これはあくまでも最悪のケースです。この状態は客観的に見れば「仲介業者の担当者に法務事務所が支配されている」事と同じです。本来受取らなければならない報酬を貰わないという事は、何かそこに理由があるからです。そうでなければ正当な報酬を受領するはずです。そのような正当な報酬を受け取って仕事をしている法務事務所は沢山あります。法務事務所の存在意義は売主様、買主様にとって公正、中立でなければならないところにあります。法務事務所が本来「受取らなければならない報酬」を放棄して、その場限りの仲介業者の担当者の言う事を聞いて仕事をする状態は仲介業者の担当者に法務事務所が支配されている事の他ありません。その結果、売主、買主は不利益を受ける事になります。
法務事務所の登記申請事件の費用、つまり報酬は単純に低ければよいというものではない事がお解りになりましたでしょうか? 法務事務所、司法書士が独立の立場で自由にその仕事が出来る事が売主様、買主様のためです。
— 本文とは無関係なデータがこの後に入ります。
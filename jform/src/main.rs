use std::{
    fs,
    path::{Path, PathBuf},
};

use anyhow::{Context, anyhow, bail};
use clap::{Parser, Subcommand};
use jform::{FormData, FormEvent, ListCommand, Value, build};
use log::info;

#[derive(Parser)]
#[command(name = "jform", version, about = "Compile JSON Schema documents into editable forms")]
struct Cli {
    #[command(subcommand)]
    command: Commands,
}

#[derive(Subcommand)]
enum Commands {
    /// Compile a schema and report whether it is usable as a form.
    Check {
        /// Schema file (JSON).
        schema: PathBuf,
    },
    /// Print the component tree of a schema.
    Outline {
        schema: PathBuf,
        /// Load values from this config file first.
        #[arg(short, long)]
        config: Option<PathBuf>,
    },
    /// Print the form value after loading a config file.
    Show { schema: PathBuf, config: PathBuf },
    /// Check a config file against its schema.
    Validate { schema: PathBuf, config: PathBuf },
    /// Edit a config file and save it (with backup).
    ///
    /// Removals run first, then additions, then field edits.
    Edit {
        schema: PathBuf,
        config: PathBuf,
        /// Remove list item, `PATH:INDEX` (negative counts from the end).
        #[arg(long = "remove", value_name = "PATH:INDEX")]
        remove: Vec<String>,
        /// Append a list item, `PATH` or `PATH=JSON`.
        #[arg(long = "add", value_name = "PATH[=JSON]")]
        add: Vec<String>,
        /// Set a field, `PATH=JSON` (bare text is taken as a string).
        #[arg(long = "set", value_name = "PATH=JSON")]
        set: Vec<String>,
    },
}

fn main() -> anyhow::Result<()> {
    env_logger::Builder::from_env(env_logger::Env::default().default_filter_or("warn")).init();

    let cli = Cli::parse();
    match cli.command {
        Commands::Check { schema } => {
            let schema = read_schema(&schema)?;
            let node = build(&schema)?;
            println!("ok: {}", node.base().label);
        }
        Commands::Outline { schema, config } => {
            let schema = read_schema(&schema)?;
            let node = match config {
                Some(config) => FormData::new_with_schema(Some(config), &schema)?.root,
                None => build(&schema)?,
            };
            print!("{}", node.outline());
        }
        Commands::Show { schema, config } => {
            let app = FormData::new_with_schema(Some(config), &read_schema(&schema)?)?;
            println!("{}", serde_json::to_string_pretty(&app.root.value())?);
        }
        Commands::Validate { schema, config } => {
            let app = FormData::new_with_schema(Some(&config), &read_schema(&schema)?)?;
            let violations = app.validate_instance()?;
            if violations.is_empty() {
                println!("{}: valid", config.display());
            } else {
                for (path, message) in &violations {
                    println!("{path}: {message}");
                }
                bail!("{} violation(s) in {}", violations.len(), config.display());
            }
        }
        Commands::Edit {
            schema,
            config,
            remove,
            add,
            set,
        } => {
            let mut app = FormData::new_with_schema(Some(&config), &read_schema(&schema)?)?;
            for arg in &remove {
                app.post(parse_remove(arg)?);
            }
            for arg in &add {
                app.post(parse_add(arg));
            }
            for arg in &set {
                app.post(parse_set(arg)?);
            }

            let mut failed = 0;
            for result in app.process_events() {
                match result {
                    Ok(outcome) => info!("{outcome:?}"),
                    Err(e) => {
                        eprintln!("rejected: {e}");
                        failed += 1;
                    }
                }
            }
            if failed > 0 {
                bail!("{failed} edit(s) rejected, {} left unchanged", config.display());
            }
            app.on_exit()?;
            println!("{}", serde_json::to_string_pretty(&app.root.value())?);
        }
    }
    Ok(())
}

fn read_schema(path: &Path) -> anyhow::Result<Value> {
    let content =
        fs::read_to_string(path).with_context(|| format!("Failed to read {}", path.display()))?;
    let schema = serde_json::from_str(&content)
        .with_context(|| format!("Failed to parse {}", path.display()))?;
    Ok(schema)
}

fn parse_value(s: &str) -> Value {
    serde_json::from_str(s).unwrap_or_else(|_| Value::String(s.to_string()))
}

fn parse_set(arg: &str) -> anyhow::Result<FormEvent> {
    let (path, value) = arg
        .split_once('=')
        .ok_or_else(|| anyhow!("expected PATH=VALUE, got {arg:?}"))?;
    Ok(FormEvent::Edit {
        path: path.to_string(),
        value: parse_value(value),
    })
}

fn parse_add(arg: &str) -> FormEvent {
    let (path, initial) = match arg.split_once('=') {
        Some((path, value)) => (path, Some(parse_value(value))),
        None => (arg, None),
    };
    FormEvent::List {
        path: path.to_string(),
        command: ListCommand::AddItemRequested(initial),
    }
}

fn parse_remove(arg: &str) -> anyhow::Result<FormEvent> {
    let (path, index) = arg
        .rsplit_once(':')
        .ok_or_else(|| anyhow!("expected PATH:INDEX, got {arg:?}"))?;
    let index = index
        .parse::<isize>()
        .with_context(|| format!("invalid index in {arg:?}"))?;
    Ok(FormEvent::List {
        path: path.to_string(),
        command: ListCommand::RemoveItemRequested(index),
    })
}

#[cfg(test)]
mod tests {
    use super::*;
    use serde_json::json;

    #[test]
    fn test_parse_set() {
        assert_eq!(
            parse_set("people.0.age=30").unwrap(),
            FormEvent::Edit {
                path: "people.0.age".to_string(),
                value: json!(30),
            }
        );
        assert_eq!(
            parse_set("name=Ann Lee").unwrap(),
            FormEvent::Edit {
                path: "name".to_string(),
                value: json!("Ann Lee"),
            }
        );
        assert!(parse_set("name").is_err());
    }

    #[test]
    fn test_parse_add() {
        assert_eq!(
            parse_add("people"),
            FormEvent::List {
                path: "people".to_string(),
                command: ListCommand::AddItemRequested(None),
            }
        );
        assert_eq!(
            parse_add(r#"people={"x":"a"}"#),
            FormEvent::List {
                path: "people".to_string(),
                command: ListCommand::AddItemRequested(Some(json!({"x": "a"}))),
            }
        );
    }

    #[test]
    fn test_parse_remove() {
        assert_eq!(
            parse_remove("people:-1").unwrap(),
            FormEvent::List {
                path: "people".to_string(),
                command: ListCommand::RemoveItemRequested(-1),
            }
        );
        assert!(parse_remove("people").is_err());
        assert!(parse_remove("people:x").is_err());
    }
}
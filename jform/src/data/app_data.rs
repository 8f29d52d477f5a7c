use std::{
    collections::VecDeque,
    fs,
    path::{Path, PathBuf},
    time::SystemTime,
};

use anyhow::{Context, bail};
use serde_json::Value;

use crate::data::{
    dispatch::build,
    list::{ListCommand, ListOutcome},
    schema::{InstanceValidator, ROOT_PATH, SchemaError},
    types::Node,
};

/// A user action addressed to the node at `path` (dot-separated, list items
/// by index, e.g. `people.0.name`).
#[derive(Debug, Clone, PartialEq)]
pub enum FormEvent {
    /// A field edit.
    Edit { path: String, value: Value },
    /// A list action (add, remove, select, clear).
    List { path: String, command: ListCommand },
}

/// What an applied [`FormEvent`] did.
#[derive(Debug, Clone, Copy, PartialEq, Eq)]
pub enum EventOutcome {
    Edited,
    List(ListOutcome),
}

/// Form session: the compiled tree plus the state a host needs around it.
#[derive(Debug, Clone)]
pub struct FormData {
    /// Root of the compiled form tree.
    pub root: Node,
    /// Schema the tree was compiled from.
    pub schema: Value,
    /// Current navigation path as a list of keys.
    pub current_key: Vec<String>,
    /// Whether the form has unsaved changes.
    pub needs_save: bool,
    /// Path to the configuration file.
    pub config: PathBuf,
    events: VecDeque<FormEvent>,
}

const DEFAULT_CONFIG_PATH: &str = ".config.toml";

/// Derive a default schema path from a config path:
/// `dir/config.toml` -> `dir/config-schema.json`.
pub fn default_schema_by_init(config: &Path) -> PathBuf {
    let binding = config
        .file_name()
        .map(|n| n.to_string_lossy().into_owned())
        .unwrap_or_default();
    let mut name_split = binding.split('.').collect::<Vec<_>>();
    if name_split.len() > 1 {
        name_split.pop();
    }

    let name = format!("{}-schema.json", name_split.join("."));

    if let Some(parent) = config.parent() {
        parent.join(name)
    } else {
        PathBuf::from(name)
    }
}

/// Parse config file content according to its extension.
pub fn parse_content(content: &str, ext: &str) -> anyhow::Result<Value> {
    let value = match ext {
        "json" => serde_json::from_str(content)?,
        "toml" | "tml" => {
            let v: toml::Value = toml::from_str(content)?;
            serde_json::to_value(v)?
        }
        _ => bail!("Unsupported config file extension: {ext:?}"),
    };
    Ok(value)
}

/// Serialize a form value according to the config file extension.
///
/// TOML has no null, so unset fields are omitted there.
pub fn render_content(value: &Value, ext: &str) -> anyhow::Result<String> {
    let s = match ext {
        "toml" | "tml" => toml::to_string_pretty(&strip_nulls(value))?,
        "json" => serde_json::to_string_pretty(value)?,
        _ => bail!("Unsupported config file extension: {ext:?}"),
    };
    Ok(s)
}

fn strip_nulls(value: &Value) -> Value {
    match value {
        Value::Object(map) => Value::Object(
            map.iter()
                .filter(|(_, v)| !v.is_null())
                .map(|(k, v)| (k.clone(), strip_nulls(v)))
                .collect(),
        ),
        Value::Array(values) => Value::Array(
            values
                .iter()
                .filter(|v| !v.is_null())
                .map(strip_nulls)
                .collect(),
        ),
        other => other.clone(),
    }
}

fn extension(path: &Path) -> &str {
    path.extension().and_then(|s| s.to_str()).unwrap_or("")
}

/// Session paths may be written with or without the `$` root marker.
fn node_key(path: &str) -> &str {
    if path == ROOT_PATH {
        ""
    } else {
        path.strip_prefix("$.").unwrap_or(path)
    }
}

impl FormData {
    /// Build a session from optional config and schema paths.
    ///
    /// When schema is not provided, it is derived from the config path.
    pub fn new(
        config: Option<impl AsRef<Path>>,
        schema: Option<impl AsRef<Path>>,
    ) -> anyhow::Result<Self> {
        let init_value_path = Self::init_value_path(config);

        let schema_path = if let Some(sch) = schema {
            sch.as_ref().to_path_buf()
        } else {
            default_schema_by_init(&init_value_path)
        };

        if !schema_path.exists() {
            bail!("Schema file does not exist: {}", schema_path.display());
        }

        let schema_content = fs::read_to_string(&schema_path)
            .with_context(|| format!("Failed to read {}", schema_path.display()))?;
        let schema_json: Value = serde_json::from_str(&schema_content)?;
        Self::new_with_schema(Some(init_value_path), &schema_json)
    }

    fn init_value_path(config: Option<impl AsRef<Path>>) -> PathBuf {
        let mut init_value_path = PathBuf::from(DEFAULT_CONFIG_PATH);
        if let Some(cfg) = config {
            init_value_path = cfg.as_ref().to_path_buf();
        }
        init_value_path
    }

    /// Build a session from already-loaded config content and a schema.
    ///
    /// Values from `init` fill the tree, including read-only fields.
    pub fn new_with_init_and_schema(
        init: &str,
        init_value_path: &Path,
        schema: &Value,
    ) -> anyhow::Result<Self> {
        let mut root = build(schema)?;

        if !init.trim().is_empty() {
            let init_json = parse_content(init, extension(init_value_path))?;
            root.restore_value(&init_json)
                .with_context(|| format!("Failed to load {}", init_value_path.display()))?;
        }

        Ok(FormData {
            root,
            schema: schema.clone(),
            current_key: Vec::new(),
            needs_save: false,
            config: init_value_path.into(),
            events: VecDeque::new(),
        })
    }

    /// Build a session from a schema and an optional config path.
    ///
    /// If the config file exists, it is loaded to initialize values.
    pub fn new_with_schema(
        config: Option<impl AsRef<Path>>,
        schema: &Value,
    ) -> anyhow::Result<Self> {
        let init_value_path = Self::init_value_path(config);

        let init_content = if init_value_path.exists() {
            fs::read_to_string(&init_value_path)
                .with_context(|| format!("Failed to read {}", init_value_path.display()))?
        } else {
            String::new()
        };

        Self::new_with_init_and_schema(&init_content, &init_value_path, schema)
    }

    /// Persist changes and create a timestamped backup when needed.
    pub fn on_exit(&mut self) -> anyhow::Result<()> {
        if !self.needs_save {
            return Ok(());
        }
        let ext = extension(&self.config);
        let s = render_content(&self.root.value(), ext)?;

        if self.config.exists() {
            let bk = format!(
                "bk-{:?}.{ext}",
                SystemTime::now()
                    .duration_since(SystemTime::UNIX_EPOCH)?
                    .as_secs()
            );

            let backup_path = self.config.with_extension(bk);
            fs::copy(&self.config, &backup_path)?;
            debug!("backup written to {}", backup_path.display());
        }
        fs::write(&self.config, s)
            .with_context(|| format!("Failed to write {}", self.config.display()))?;
        info!("form saved to {}", self.config.display());
        self.needs_save = false;
        Ok(())
    }

    /// Check the current value against the schema.
    ///
    /// Returns every violation as `(path, message)`; empty when valid.
    pub fn validate_instance(&self) -> Result<Vec<(String, String)>, SchemaError> {
        let validator = InstanceValidator::new(&self.schema)?;
        Ok(validator.violations(&self.root.value()))
    }

    /// Queue an event for [`FormData::process_events`].
    pub fn post(&mut self, event: FormEvent) {
        self.events.push_back(event);
    }

    pub fn pending_events(&self) -> usize {
        self.events.len()
    }

    /// Apply queued events one at a time, in arrival order.
    pub fn process_events(&mut self) -> Vec<Result<EventOutcome, SchemaError>> {
        let mut results = Vec::with_capacity(self.events.len());
        while let Some(event) = self.events.pop_front() {
            let result = self.handle(event);
            if let Err(e) = &result {
                warn!("event rejected: {e}");
            }
            results.push(result);
        }
        results
    }

    /// Apply a single event immediately.
    ///
    /// The session is marked for saving only when the form value changed.
    pub fn handle(&mut self, event: FormEvent) -> Result<EventOutcome, SchemaError> {
        let before = self.root.value();
        let outcome = match event {
            FormEvent::Edit { path, value } => {
                self.node_mut(&path)?.set_value(&value)?;
                EventOutcome::Edited
            }
            FormEvent::List { path, command } => match self.node_mut(&path)? {
                Node::List(list) => EventOutcome::List(list.apply(command)?),
                other => {
                    return Err(SchemaError::TypeMismatch {
                        path,
                        expected: "list".to_string(),
                        actual: other.value().to_string(),
                    });
                }
            },
        };
        if self.root.value() != before {
            self.needs_save = true;
        }
        Ok(outcome)
    }

    fn node_mut(&mut self, path: &str) -> Result<&mut Node, SchemaError> {
        self.root
            .get_mut_by_key(node_key(path))
            .ok_or_else(|| SchemaError::PathNotFound {
                path: path.to_string(),
            })
    }

    /// Get the node at a dot-separated path.
    pub fn get(&self, path: &str) -> Option<&Node> {
        self.root.get_by_key(node_key(path))
    }

    /// Enter a path (dot-separated).
    pub fn enter(&mut self, key: &str) {
        if key.is_empty() {
            return;
        }
        self.current_key = node_key(key).split('.').map(|s| s.to_string()).collect();
    }

    /// Push a field name or item index onto the current path.
    pub fn push_field(&mut self, f: &str) {
        self.current_key.push(f.to_string());
    }

    /// Navigate back to the parent path.
    pub fn navigate_back(&mut self) {
        if !self.current_key.is_empty() {
            self.current_key.pop();
        }
    }

    /// Return the current path as a dot-separated string.
    pub fn key_string(&self) -> String {
        if self.current_key.is_empty() {
            return String::new();
        }

        self.current_key.join(".")
    }

    /// Get the node at the current path.
    pub fn current(&self) -> Option<&Node> {
        self.root.get_by_key(&self.key_string())
    }

    /// Get the mutable node at the current path.
    pub fn current_mut(&mut self) -> Option<&mut Node> {
        let key = self.key_string();
        self.root.get_mut_by_key(&key)
    }
}
impl LeafKind {
    /// Short representation name used in outlines.
    pub fn name(&self) -> &'static str {
        match self {
            LeafKind::Text { .. } => "text",
            LeafKind::Date { .. } => "date",
            LeafKind::Number { .. } => "number",
            LeafKind::Integer { .. } => "integer",
            LeafKind::Boolean { .. } => "boolean",
            LeafKind::Choice(_) => "choice",
            LeafKind::MultiChoice(_) => "multi-choice",
        }
    }

    /// Update the stored value from JSON. `null` clears the field.
    pub fn update_from_value(&mut self, value: &Value, path: &str) -> Result<(), SchemaError> {
        match self {
            LeafKind::Text {
                value: current_value,
            } => match value {
                Value::String(s) => {
                    *current_value = Some(s.clone());
                    Ok(())
                }
                Value::Null => {
                    *current_value = None;
                    Ok(())
                }
                _ => Err(SchemaError::type_mismatch(path, "string", value)),
            },
            LeafKind::Date {
                value: current_value,
            } => match value {
                Value::String(s) if s.is_empty() => {
                    *current_value = None;
                    Ok(())
                }
                Value::String(s) => match NaiveDate::parse_from_str(s, DATE_FORMAT) {
                    Ok(date) => {
                        *current_value = Some(date);
                        Ok(())
                    }
                    Err(_) => Err(SchemaError::type_mismatch(path, "date (YYYY-MM-DD)", value)),
                },
                Value::Null => {
                    *current_value = None;
                    Ok(())
                }
                _ => Err(SchemaError::type_mismatch(path, "date (YYYY-MM-DD)", value)),
            },
            LeafKind::Number {
                value: current_value,
            } => match value {
                Value::Number(n) => {
                    *current_value = Some(n.clone());
                    Ok(())
                }
                Value::Null => {
                    *current_value = None;
                    Ok(())
                }
                _ => Err(SchemaError::type_mismatch(path, "number", value)),
            },
            LeafKind::Integer {
                value: current_value,
            } => match value {
                Value::Number(n) => match integral(n) {
                    Some(i) => {
                        *current_value = Some(i);
                        Ok(())
                    }
                    None => Err(SchemaError::type_mismatch(path, "integer", value)),
                },
                Value::Null => {
                    *current_value = None;
                    Ok(())
                }
                _ => Err(SchemaError::type_mismatch(path, "integer", value)),
            },
            LeafKind::Boolean {
                value: current_value,
            } => match value {
                Value::Bool(b) => {
                    *current_value = *b;
                    Ok(())
                }
                Value::Null => {
                    *current_value = false;
                    Ok(())
                }
                _ => Err(SchemaError::type_mismatch(path, "boolean", value)),
            },
            LeafKind::Choice(choice) => choice.update_from_value(value, path),
            LeafKind::MultiChoice(multi) => multi.update_from_value(value, path),
        }
    }

    /// Serialize the value into JSON. Unset fields read as their empty
    /// representation (`""`, `0`, `false`, `null`, `[]`).
    pub fn as_json(&self) -> Value {
        match self {
            LeafKind::Text { value } => Value::String(value.clone().unwrap_or_default()),
            LeafKind::Date { value } => Value::String(
                value
                    .map(|d| d.format(DATE_FORMAT).to_string())
                    .unwrap_or_default(),
            ),
            LeafKind::Number { value } => {
                Value::Number(value.clone().unwrap_or_else(|| Number::from(0)))
            }
            LeafKind::Integer { value } => Value::Number(Number::from(value.unwrap_or(0))),
            LeafKind::Boolean { value } => Value::Bool(*value),
            LeafKind::Choice(choice) => choice.selected_value().cloned().unwrap_or(Value::Null),
            LeafKind::MultiChoice(multi) => Value::Array(multi.selected_values()),
        }
    }

    /// "No value entered".
    pub fn is_empty(&self) -> bool {
        match self {
            LeafKind::Text { value } => value.as_deref().is_none_or(str::is_empty),
            LeafKind::Date { value } => value.is_none(),
            LeafKind::Number { value } => value.is_none(),
            LeafKind::Integer { value } => value.is_none(),
            LeafKind::Boolean { .. } => false,
            LeafKind::Choice(choice) => choice.selected.is_none(),
            LeafKind::MultiChoice(multi) => multi.selected.is_empty(),
        }
    }
}
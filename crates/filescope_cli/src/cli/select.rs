//! `filescope select` - list the files to extract

use crate::cli::error::HelpfulError;
use crate::cli::SettingsArgs;
use clap::Args;
use filescope::config::ENV_SOURCE_ROOT;
use filescope::{Selection, Selector};
use std::io::{self, Write};
use std::path::PathBuf;
use tracing::warn;

#[derive(Args, Debug, Clone)]
pub struct SelectArgs {
    /// Root of the source tree
    #[arg(env = ENV_SOURCE_ROOT)]
    pub root: Option<PathBuf>,

    #[command(flatten)]
    pub settings: SettingsArgs,

    /// Output as JSON
    #[arg(long)]
    pub json: bool,
}

pub fn run(args: SelectArgs) -> anyhow::Result<()> {
    let root = args.root.clone().ok_or_else(HelpfulError::missing_root)?;
    let config = args.settings.to_config(root)?;
    let selector = Selector::new(&config).map_err(|e| HelpfulError::from_scope(&e))?;
    let selection = selector.select();

    for diag in &selection.diagnostics {
        warn!(path = %diag.path, "{}", diag.message);
    }

    if args.json {
        output_json(&selection)
    } else {
        output_paths(&selection)
    }
}

fn output_json(selection: &Selection) -> anyhow::Result<()> {
    let json = serde_json::to_string_pretty(selection)?;
    println!("{}", json);
    Ok(())
}

fn output_paths(selection: &Selection) -> anyhow::Result<()> {
    let stdout = io::stdout();
    let mut out = stdout.lock();
    for file in &selection.files {
        writeln!(out, "{}", file.display())?;
    }
    out.flush()?;
    Ok(())
}
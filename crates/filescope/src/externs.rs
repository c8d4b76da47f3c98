//! Extern definition files shipped with the distribution
//!
//! Every `.js` file below the externs directory is selected, independent of
//! the rules applied to the source tree.

use crate::error::Diagnostic;
use std::path::{Path, PathBuf};
use tracing::{debug, warn};
use walkdir::WalkDir;

/// Collect the extern files under `dir`, sorted. A missing directory yields nothing.
pub fn collect_externs(dir: &Path) -> (Vec<PathBuf>, Vec<Diagnostic>) {
    let mut files = Vec::new();
    let mut diagnostics = Vec::new();

    if !dir.is_dir() {
        debug!(path = %dir.display(), "No externs directory");
        return (files, diagnostics);
    }

    for entry in WalkDir::new(dir).follow_links(true).sort_by_file_name() {
        let entry = match entry {
            Ok(entry) => entry,
            Err(e) => {
                warn!(error = %e, "Skipping unreadable extern entry");
                let path = e.path().map(|p| p.display().to_string()).unwrap_or_default();
                diagnostics.push(Diagnostic::new(path, e.to_string()));
                continue;
            }
        };
        if !entry.file_type().is_file() {
            continue;
        }
        if entry.path().extension().and_then(|e| e.to_str()) != Some("js") {
            continue;
        }
        match entry.path().canonicalize() {
            Ok(path) => files.push(path),
            Err(e) => diagnostics.push(Diagnostic::new(
                entry.path().display().to_string(),
                format!("cannot resolve: {}", e),
            )),
        }
    }

    debug!(count = files.len(), "Collected externs");
    (files, diagnostics)
}
//! Error types for file selection

use std::io;
use std::path::PathBuf;
use thiserror::Error;

/// Selection error type
///
/// Everything except `Io` is a configuration error: it is raised while the
/// selector is being built and aborts the run before any traversal.
#[derive(Error, Debug)]
pub enum ScopeError {
    #[error("IO error: {0}")]
    Io(#[from] io::Error),

    #[error("Config error: {0}")]
    Config(String),

    #[error("Invalid value '{value}' for {name} (expected {expected})")]
    InvalidSetting {
        name: &'static str,
        value: String,
        expected: &'static str,
    },

    #[error("Invalid filter on line {line}: '{directive}' (expected include:<glob> or exclude:<glob>)")]
    FilterDirective { line: usize, directive: String },

    #[error("Pattern error: {pattern}: {message}")]
    Pattern { pattern: String, message: String },

    #[error("Path '{0}' is outside the source root")]
    PathOutsideRoot(String),

    #[error("Source root not found: {0}")]
    RootNotFound(PathBuf),

    #[error("Source root is not a directory: {0}")]
    RootNotDirectory(PathBuf),
}

impl ScopeError {
    /// True for errors caused by the supplied configuration rather than the filesystem.
    pub fn is_config(&self) -> bool {
        !matches!(self, ScopeError::Io(_))
    }
}

/// Result type alias
pub type Result<T> = std::result::Result<T, ScopeError>;

/// A recoverable anomaly: the entry was skipped and the run carried on.
#[derive(Debug, Clone, PartialEq, Eq, serde::Serialize)]
pub struct Diagnostic {
    pub path: String,
    pub message: String,
}

impl Diagnostic {
    pub fn new(path: impl Into<String>, message: impl Into<String>) -> Self {
        Self {
            path: path.into(),
            message: message.into(),
        }
    }
}
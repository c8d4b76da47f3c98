//! `filescope explain` - show why paths are selected or not

use crate::cli::error::HelpfulError;
use crate::cli::SettingsArgs;
use clap::Args;
use filescope::config::ENV_SOURCE_ROOT;
use filescope::{Decision, Reason, RelPath, Selector};
use serde::Serialize;
use std::path::PathBuf;

#[derive(Args, Debug, Clone)]
pub struct ExplainArgs {
    /// Paths to explain, absolute or relative to the root
    #[arg(required = true)]
    pub paths: Vec<PathBuf>,

    /// Root of the source tree
    #[arg(long, env = ENV_SOURCE_ROOT)]
    pub root: Option<PathBuf>,

    #[command(flatten)]
    pub settings: SettingsArgs,

    /// Output as JSON
    #[arg(long)]
    pub json: bool,
}

#[derive(Debug, Serialize)]
struct Explanation {
    path: RelPath,
    #[serde(flatten)]
    decision: Decision,
}

pub fn run(args: ExplainArgs) -> anyhow::Result<()> {
    let root = args.root.clone().ok_or_else(HelpfulError::missing_root)?;
    let config = args.settings.to_config(root)?;
    let selector = Selector::new(&config).map_err(|e| HelpfulError::from_scope(&e))?;

    let mut explanations = Vec::with_capacity(args.paths.len());
    for path in &args.paths {
        let rel = selector
            .relativize(path)
            .map_err(|e| HelpfulError::from_scope(&e))?;
        let decision = selector.explain(path).map_err(|e| HelpfulError::from_scope(&e))?;
        explanations.push(Explanation { path: rel, decision });
    }

    if args.json {
        println!("{}", serde_json::to_string_pretty(&explanations)?);
    } else {
        for explanation in &explanations {
            println!("{}", format_explanation(explanation));
        }
    }
    Ok(())
}

fn format_explanation(explanation: &Explanation) -> String {
    let decision = &explanation.decision;
    let descend = if decision.descend { " (descend)" } else { "" };
    format!(
        "{}: {}{} - {}",
        explanation.path,
        decision.verdict,
        descend,
        describe(&decision.reason)
    )
}

fn describe(reason: &Reason) -> String {
    match reason {
        Reason::TypeDisabled => "language switched off".to_string(),
        Reason::UnrecognizedType => "file type not recognized".to_string(),
        Reason::PathList { direction, rule } => format!("{} path {}", direction, rule),
        Reason::OutsideIncludes => "not under any include path".to_string(),
        Reason::Classified { tag, folder } => format!("folder {} classified as {}", folder, tag),
        Reason::Filter {
            direction,
            pattern,
            origin,
        } => match origin {
            filescope::FilterOrigin::Builtin => format!("built-in filter {}:{}", direction, pattern),
            filescope::FilterOrigin::User { line } => {
                format!("filter {}:{} (line {})", direction, pattern, line)
            }
        },
        Reason::Default => "no rule applies".to_string(),
        Reason::IncludeBelow => "entered for an include path below".to_string(),
        Reason::AncestorPruned { dir, reason } => {
            format!("directory {} is not entered: {}", dir, describe(reason))
        }
        Reason::Hidden { entry } => format!("{} is hidden", entry),
    }
}

#[cfg(test)]
mod tests {
    use super::*;
    use filescope::{Direction, FilterOrigin};

    #[test]
    fn test_format_explanation() {
        let explanation = Explanation {
            path: RelPath::parse("lib/jquery.min.js").unwrap(),
            decision: Decision {
                verdict: Direction::Exclude,
                descend: false,
                reason: Reason::Filter {
                    direction: Direction::Exclude,
                    pattern: "*.min.js".to_string(),
                    origin: FilterOrigin::Builtin,
                },
            },
        };
        assert_eq!(
            format_explanation(&explanation),
            "lib/jquery.min.js: exclude - built-in filter exclude:*.min.js"
        );
    }

    #[test]
    fn test_format_pruned_ancestor() {
        let explanation = Explanation {
            path: RelPath::parse("node_modules/leftpad/tst.json").unwrap(),
            decision: Decision {
                verdict: Direction::Exclude,
                descend: false,
                reason: Reason::AncestorPruned {
                    dir: RelPath::parse("node_modules").unwrap(),
                    reason: Box::new(Reason::Filter {
                        direction: Direction::Exclude,
                        pattern: "**/node_modules".to_string(),
                        origin: FilterOrigin::User { line: 1 },
                    }),
                },
            },
        };
        assert_eq!(
            format_explanation(&explanation),
            "node_modules/leftpad/tst.json: exclude - directory node_modules is not entered: \
             filter exclude:**/node_modules (line 1)"
        );
    }
}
そして最終的に仲介業者の担当者の方にとっても喜ばしい事に違いありません。
登記費用は低額であれば良いというものではありません。法務事務所毎に経営方針の基、決まっているものなので、安易な値引き交渉は禁物です。仲介業者は法令上、不動産の仲介を業とする仕事で、売買契約の当事者と法務事務所を仲介する仕事ではありません。仲介業者の担当者から法務事務所へ報酬(登記費用)の値引き交渉をしたり、皆さんの周りで到底考えられない登記申請事件の見積もりを見掛けた時は、仲介業者との特別な関係において、その法務事務所は法令違反の可能性があるとという事を感じた下さい。それは「不当誘致行為」という。
今回のセミナーはここまでとします。今回もこのセミナーに参加頂き有難う御座いました。